On the home front, it’s alarm companies who have quickly adapted to the possibilities of the cloud. Home alarm systems no longer require operation from a panel inside the house, but can be controlled via computer or mobile device. System features, like video cameras, can also be operated remotely.
While some small companies are already ditching old embedded systems for the possibilities that come with cloud computing, large companies have been slow to utilize the cloud computing to its fullest potential. Instead, startups are taking the initiative to jump on these new technological advances.
Solar installation company Wattminder has been tinkering with cloud computing as it pertains to their own field, developing a program that allows them to monitor solar panels for faults before the panels cease to work completely. This monitoring system could prove useful to other solar power companies, as well as homeowners.

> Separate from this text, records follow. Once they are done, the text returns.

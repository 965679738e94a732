//! Dashboard views: one payload per dashboard screen.
//!
//! Each view is computed from the filtered tickets only. The same payload
//! backs `--format json` and the web API; [`View::tables`] flattens it for
//! CSV output and exports.

use chrono::NaiveDateTime;
use serde::Serialize;

use crate::analytics::aging::{self, AgingSummary, PriorityAgingRow};
use crate::analytics::cost::{self, CostRow, GroupBy};
use crate::analytics::customer::{self, CustomerRow};
use crate::analytics::pareto::{self, ParetoRow};
use crate::analytics::summary::{self, Summary};
use crate::analytics::tally::{self, OPEN_BREAKDOWN_FIELDS, StatusOverview, Tally};
use crate::analytics::Ratio;
use crate::export::{self, Table};
use crate::filter::Period;
use crate::records::{DataQuality, Field, Ticket};

/// How many customers the risk list shows.
const RISK_LIST_LEN: usize = 5;

#[derive(Debug, Clone, Copy, PartialEq, Eq)]
pub enum View {
    Summary,
    Status,
    Aging,
    Cost(GroupBy),
    Customers,
    Pareto,
    Tickets,
}

impl View {
    /// Parse a view name; `group_by` only applies to `cost` and defaults to
    /// issue type.
    pub fn parse(name: &str, group_by: Option<&str>) -> Option<Self> {
        match name.trim().to_ascii_lowercase().as_str() {
            "summary" | "overview" => Some(Self::Summary),
            "status" => Some(Self::Status),
            "aging" => Some(Self::Aging),
            "cost" | "costs" => {
                let group_by = match group_by {
                    Some(raw) => GroupBy::parse(raw)?,
                    None => GroupBy::Field(Field::IssueType),
                };
                Some(Self::Cost(group_by))
            }
            "customers" | "customer" => Some(Self::Customers),
            "pareto" => Some(Self::Pareto),
            "tickets" | "records" => Some(Self::Tickets),
            _ => None,
        }
    }

    pub fn name(self) -> &'static str {
        match self {
            Self::Summary => "summary",
            Self::Status => "status",
            Self::Aging => "aging",
            Self::Cost(_) => "cost",
            Self::Customers => "customers",
            Self::Pareto => "pareto",
            Self::Tickets => "tickets",
        }
    }

    /// Compute the view's payload.
    pub fn build(self, ctx: &ViewContext<'_>) -> ViewData {
        let records = ctx.records;
        match self {
            Self::Summary => ViewData::Summary(summary::summarize(records)),
            Self::Status => ViewData::Status(StatusView {
                overview: tally::status_overview(records),
                by_priority: tally::tally(records, Field::Priority),
                by_origin: tally::tally(records, Field::Origin),
            }),
            Self::Aging => ViewData::Aging(AgingView {
                now: ctx.now,
                buckets: aging::bucket_summary(records, ctx.now),
                by_priority: aging::priority_summary(records, ctx.now),
            }),
            Self::Cost(group_by) => ViewData::Cost(CostView {
                grouping: group_by,
                group_by: group_by.header(),
                rows: cost::rollup(records, group_by),
                totals: cost::totals(records),
                cost_efficiency: cost::cost_efficiency(records),
            }),
            Self::Customers => {
                let rows = customer::rollup(records);
                ViewData::Customers(CustomersView {
                    highest_risk: customer::highest_risk(&rows, RISK_LIST_LEN),
                    rows,
                })
            }
            Self::Pareto => {
                let rows = pareto::rank_with_threshold(records, ctx.pareto_threshold);
                ViewData::Pareto(ParetoView {
                    threshold_pct: ctx.pareto_threshold,
                    vital_few: pareto::vital_few(&rows).into_iter().map(str::to_string).collect(),
                    rows,
                })
            }
            Self::Tickets => ViewData::Tickets(records.to_vec()),
        }
    }

    /// The payload wrapped with record count and data-quality footnote.
    pub fn payload(self, ctx: &ViewContext<'_>) -> ViewPayload {
        let quality = DataQuality::from_records(ctx.records);
        ViewPayload {
            view: self.name(),
            period: ctx.period.map(Period::label),
            records: ctx.records.len(),
            footnote: quality.footnote(),
            quality,
            data: self.build(ctx),
        }
    }

    /// The view's primary table.
    pub fn table(self, ctx: &ViewContext<'_>) -> Table {
        self.build(ctx).table()
    }

    /// The primary table followed by any secondary sections, for CSV output
    /// and export.
    pub fn tables(self, ctx: &ViewContext<'_>) -> Vec<Table> {
        self.build(ctx).tables()
    }
}

/// Inputs every view needs besides its own parameters.
#[derive(Debug, Clone, Copy)]
pub struct ViewContext<'a> {
    /// Already filtered.
    pub records: &'a [Ticket],
    pub now: NaiveDateTime,
    /// Date window the records were filtered to, if any.
    pub period: Option<Period>,
    pub pareto_threshold: f64,
}

// ---------------------------------------------------------------------------
// Payloads
// ---------------------------------------------------------------------------

#[derive(Debug, Clone, Serialize)]
pub struct StatusView {
    pub overview: StatusOverview,
    pub by_priority: Tally,
    pub by_origin: Tally,
}

#[derive(Debug, Clone, Serialize)]
pub struct AgingView {
    pub now: NaiveDateTime,
    pub buckets: AgingSummary,
    pub by_priority: Vec<PriorityAgingRow>,
}

#[derive(Debug, Clone, Serialize)]
pub struct CostView {
    #[serde(skip)]
    pub grouping: GroupBy,
    pub group_by: &'static str,
    pub rows: Vec<CostRow>,
    pub totals: CostRow,
    pub cost_efficiency: Ratio,
}

#[derive(Debug, Clone, Serialize)]
pub struct CustomersView {
    pub rows: Vec<CustomerRow>,
    pub highest_risk: Vec<CustomerRow>,
}

#[derive(Debug, Clone, Serialize)]
pub struct ParetoView {
    pub threshold_pct: f64,
    pub rows: Vec<ParetoRow>,
    pub vital_few: Vec<String>,
}

#[derive(Debug, Clone, Serialize)]
#[serde(untagged)]
pub enum ViewData {
    Summary(Summary),
    Status(StatusView),
    Aging(AgingView),
    Cost(CostView),
    Customers(CustomersView),
    Pareto(ParetoView),
    Tickets(Vec<Ticket>),
}

impl ViewData {
    pub fn table(&self) -> Table {
        match self {
            Self::Summary(s) => export::summary(s),
            Self::Status(s) => export::tally(&s.overview.by_status),
            Self::Aging(a) => export::aging(&a.buckets),
            Self::Cost(c) => {
                let mut table = export::cost(&c.rows, c.grouping);
                table.rows.extend(export::cost(std::slice::from_ref(&c.totals), c.grouping).rows);
                table
            }
            Self::Customers(c) => export::customers(&c.rows),
            Self::Pareto(p) => export::pareto(&p.rows),
            Self::Tickets(t) => export::tickets(t),
        }
    }

    /// Primary table first. Status adds the open status × priority
    /// breakdown; aging adds per-priority age stats.
    pub fn tables(&self) -> Vec<Table> {
        let mut tables = vec![self.table()];
        match self {
            Self::Status(s) => {
                tables.push(export::group_rows(&s.overview.open_breakdown, &OPEN_BREAKDOWN_FIELDS));
            }
            Self::Aging(a) => tables.push(export::priority_aging(&a.by_priority)),
            _ => {}
        }
        tables
    }
}

/// JSON envelope for a view.
#[derive(Debug, Clone, Serialize)]
pub struct ViewPayload {
    pub view: &'static str,
    /// Label of the active date window, `null` when unbounded.
    pub period: Option<String>,
    pub records: usize,
    pub quality: DataQuality,
    pub footnote: Option<String>,
    pub data: ViewData,
}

Cloud computing has also shown significant potential in digital sign displays. When connected to the cloud, digital sign displays could gather information from consumer electronic devices and change based upon the recovered data, much in the way that Internet ads use data gathered from your computer to determine which ads to display.
What Can It Do For Me?
The integration of computing devices with embedded devices may seem like a corporate-world technology – and will, no doubt, become a major player in the smooth operations of the world’s businesses – but it offers plenty of potential to enhance the lives of individual consumers as well.
Not only could it potentially save you the long walk back down the hall when your partner poses the thermostat question and help you manage your alarm system, cloud computing actually holds the potential to integrate all of a home’s systems. Imagine a home with devices so connected, you know as soon as your sprinkler system stops working or your washing machine has an error. Though such an integrated home environment isn’t common today, with cloud computing, it could well be the home of tomorrow.